## [DIRECTIONS]
In the listing that follows, how many lines contain the string "between"? Provide only the number.

[Start of section]

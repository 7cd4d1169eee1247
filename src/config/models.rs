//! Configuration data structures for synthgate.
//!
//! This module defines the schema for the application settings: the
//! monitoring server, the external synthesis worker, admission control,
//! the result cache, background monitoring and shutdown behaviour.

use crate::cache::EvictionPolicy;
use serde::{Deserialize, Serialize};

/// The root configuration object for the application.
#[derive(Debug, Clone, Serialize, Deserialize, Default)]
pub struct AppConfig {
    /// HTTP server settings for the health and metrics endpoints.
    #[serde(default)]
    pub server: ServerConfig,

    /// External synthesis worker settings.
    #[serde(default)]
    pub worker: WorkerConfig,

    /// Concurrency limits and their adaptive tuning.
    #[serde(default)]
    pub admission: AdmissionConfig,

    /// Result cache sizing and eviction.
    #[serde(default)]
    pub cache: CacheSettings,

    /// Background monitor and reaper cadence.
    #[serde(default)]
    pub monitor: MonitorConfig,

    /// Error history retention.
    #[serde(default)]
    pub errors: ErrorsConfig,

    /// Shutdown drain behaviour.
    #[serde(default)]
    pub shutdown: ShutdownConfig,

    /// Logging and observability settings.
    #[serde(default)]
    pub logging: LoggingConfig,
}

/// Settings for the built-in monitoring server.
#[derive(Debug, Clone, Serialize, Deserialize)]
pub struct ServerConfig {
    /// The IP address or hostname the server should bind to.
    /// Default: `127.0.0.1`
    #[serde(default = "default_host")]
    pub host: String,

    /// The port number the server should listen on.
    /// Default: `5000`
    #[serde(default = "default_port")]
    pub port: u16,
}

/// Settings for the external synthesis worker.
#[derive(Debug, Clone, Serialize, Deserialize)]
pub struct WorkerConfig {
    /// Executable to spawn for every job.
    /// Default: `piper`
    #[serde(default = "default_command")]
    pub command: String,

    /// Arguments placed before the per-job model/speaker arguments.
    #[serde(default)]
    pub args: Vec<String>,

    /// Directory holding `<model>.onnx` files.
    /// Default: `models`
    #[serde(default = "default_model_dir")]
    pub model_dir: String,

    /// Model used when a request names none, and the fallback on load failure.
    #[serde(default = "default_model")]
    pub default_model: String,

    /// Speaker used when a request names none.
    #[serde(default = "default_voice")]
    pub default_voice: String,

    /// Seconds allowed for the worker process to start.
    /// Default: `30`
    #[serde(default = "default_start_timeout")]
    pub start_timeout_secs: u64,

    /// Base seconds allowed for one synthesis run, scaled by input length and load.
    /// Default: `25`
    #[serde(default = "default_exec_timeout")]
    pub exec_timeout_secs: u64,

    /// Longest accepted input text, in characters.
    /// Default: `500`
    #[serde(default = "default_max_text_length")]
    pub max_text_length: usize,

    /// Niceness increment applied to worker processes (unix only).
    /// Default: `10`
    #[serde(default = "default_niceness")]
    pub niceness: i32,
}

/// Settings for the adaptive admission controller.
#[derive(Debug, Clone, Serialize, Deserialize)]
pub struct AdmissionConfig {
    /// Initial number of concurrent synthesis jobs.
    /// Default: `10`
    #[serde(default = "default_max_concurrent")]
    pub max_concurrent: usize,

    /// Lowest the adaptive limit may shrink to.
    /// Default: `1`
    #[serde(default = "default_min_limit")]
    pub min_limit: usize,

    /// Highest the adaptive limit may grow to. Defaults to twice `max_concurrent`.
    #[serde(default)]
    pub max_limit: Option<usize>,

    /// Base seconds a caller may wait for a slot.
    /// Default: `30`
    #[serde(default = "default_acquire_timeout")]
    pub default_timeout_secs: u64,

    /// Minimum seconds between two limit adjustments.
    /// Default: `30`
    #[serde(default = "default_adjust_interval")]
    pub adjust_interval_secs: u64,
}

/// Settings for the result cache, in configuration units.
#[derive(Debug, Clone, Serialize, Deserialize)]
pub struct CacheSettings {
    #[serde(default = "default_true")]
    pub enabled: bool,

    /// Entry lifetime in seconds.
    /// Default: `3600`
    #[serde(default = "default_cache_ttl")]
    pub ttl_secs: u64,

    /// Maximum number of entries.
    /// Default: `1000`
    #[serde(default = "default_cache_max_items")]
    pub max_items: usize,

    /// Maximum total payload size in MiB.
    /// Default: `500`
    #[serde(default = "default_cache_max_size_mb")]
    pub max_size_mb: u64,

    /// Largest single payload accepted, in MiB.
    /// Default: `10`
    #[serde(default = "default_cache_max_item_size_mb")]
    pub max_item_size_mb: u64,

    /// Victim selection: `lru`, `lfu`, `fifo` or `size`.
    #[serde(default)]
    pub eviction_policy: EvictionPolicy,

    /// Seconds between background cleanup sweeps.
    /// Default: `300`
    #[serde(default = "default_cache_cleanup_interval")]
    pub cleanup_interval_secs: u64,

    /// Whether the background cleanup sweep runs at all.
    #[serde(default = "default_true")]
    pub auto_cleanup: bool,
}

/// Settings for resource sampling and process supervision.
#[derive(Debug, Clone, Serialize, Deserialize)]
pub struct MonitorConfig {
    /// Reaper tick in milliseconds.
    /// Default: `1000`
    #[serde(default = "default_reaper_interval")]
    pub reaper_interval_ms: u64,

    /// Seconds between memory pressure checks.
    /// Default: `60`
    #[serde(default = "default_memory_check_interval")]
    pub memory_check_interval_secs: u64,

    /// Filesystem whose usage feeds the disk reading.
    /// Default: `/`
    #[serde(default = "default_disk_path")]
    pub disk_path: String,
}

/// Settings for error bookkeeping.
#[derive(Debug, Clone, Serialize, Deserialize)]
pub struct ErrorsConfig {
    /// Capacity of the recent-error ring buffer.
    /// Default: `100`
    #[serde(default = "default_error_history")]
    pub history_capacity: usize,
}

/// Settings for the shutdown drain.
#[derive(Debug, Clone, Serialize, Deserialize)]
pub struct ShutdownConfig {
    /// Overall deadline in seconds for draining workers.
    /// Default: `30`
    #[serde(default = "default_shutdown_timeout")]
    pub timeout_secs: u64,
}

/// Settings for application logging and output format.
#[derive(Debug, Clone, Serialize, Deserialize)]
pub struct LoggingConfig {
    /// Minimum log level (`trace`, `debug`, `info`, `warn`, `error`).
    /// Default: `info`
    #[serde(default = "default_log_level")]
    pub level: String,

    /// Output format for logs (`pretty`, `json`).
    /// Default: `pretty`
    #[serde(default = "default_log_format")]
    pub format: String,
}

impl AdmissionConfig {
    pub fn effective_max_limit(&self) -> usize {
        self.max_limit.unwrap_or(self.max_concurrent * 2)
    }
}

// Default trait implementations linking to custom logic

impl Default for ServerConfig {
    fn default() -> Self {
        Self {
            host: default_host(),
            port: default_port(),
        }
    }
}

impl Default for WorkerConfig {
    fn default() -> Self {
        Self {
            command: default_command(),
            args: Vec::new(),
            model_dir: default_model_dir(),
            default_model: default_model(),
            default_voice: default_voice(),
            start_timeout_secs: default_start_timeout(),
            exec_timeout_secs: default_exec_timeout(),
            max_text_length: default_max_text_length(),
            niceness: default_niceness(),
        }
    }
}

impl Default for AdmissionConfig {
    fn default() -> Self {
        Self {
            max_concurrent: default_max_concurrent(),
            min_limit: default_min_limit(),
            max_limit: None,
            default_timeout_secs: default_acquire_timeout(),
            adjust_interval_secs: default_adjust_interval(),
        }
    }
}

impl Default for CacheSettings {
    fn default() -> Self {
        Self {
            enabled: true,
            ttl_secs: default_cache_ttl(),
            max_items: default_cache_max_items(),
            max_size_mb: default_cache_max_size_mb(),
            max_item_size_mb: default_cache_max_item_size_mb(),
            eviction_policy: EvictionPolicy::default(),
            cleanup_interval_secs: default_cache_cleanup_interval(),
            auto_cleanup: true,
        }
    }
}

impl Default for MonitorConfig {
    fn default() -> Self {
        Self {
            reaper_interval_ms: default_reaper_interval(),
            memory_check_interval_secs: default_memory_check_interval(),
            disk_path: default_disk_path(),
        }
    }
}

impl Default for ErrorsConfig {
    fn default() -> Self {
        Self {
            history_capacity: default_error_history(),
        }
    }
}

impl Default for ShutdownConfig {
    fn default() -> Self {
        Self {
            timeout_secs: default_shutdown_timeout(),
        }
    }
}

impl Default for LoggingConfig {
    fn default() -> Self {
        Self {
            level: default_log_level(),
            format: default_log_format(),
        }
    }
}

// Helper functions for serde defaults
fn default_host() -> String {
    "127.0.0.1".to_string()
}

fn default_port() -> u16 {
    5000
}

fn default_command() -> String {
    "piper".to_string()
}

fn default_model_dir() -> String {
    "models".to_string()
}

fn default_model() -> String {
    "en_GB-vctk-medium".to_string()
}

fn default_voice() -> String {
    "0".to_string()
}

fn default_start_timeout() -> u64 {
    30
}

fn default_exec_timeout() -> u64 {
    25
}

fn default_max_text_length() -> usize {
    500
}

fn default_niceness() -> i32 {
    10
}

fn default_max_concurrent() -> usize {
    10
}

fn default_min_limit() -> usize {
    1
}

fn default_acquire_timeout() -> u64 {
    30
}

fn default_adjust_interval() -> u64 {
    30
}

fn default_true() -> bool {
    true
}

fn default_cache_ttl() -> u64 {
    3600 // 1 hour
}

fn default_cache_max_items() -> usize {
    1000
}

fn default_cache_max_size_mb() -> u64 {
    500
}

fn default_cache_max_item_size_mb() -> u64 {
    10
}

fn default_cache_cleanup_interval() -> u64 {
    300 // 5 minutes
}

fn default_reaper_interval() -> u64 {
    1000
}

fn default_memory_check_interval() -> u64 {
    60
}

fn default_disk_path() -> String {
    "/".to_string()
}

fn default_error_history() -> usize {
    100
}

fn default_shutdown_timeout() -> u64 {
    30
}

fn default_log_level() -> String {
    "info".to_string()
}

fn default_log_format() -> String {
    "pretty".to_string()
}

[End of section]

## [SOLUTION TO THIS PROBLEM]
3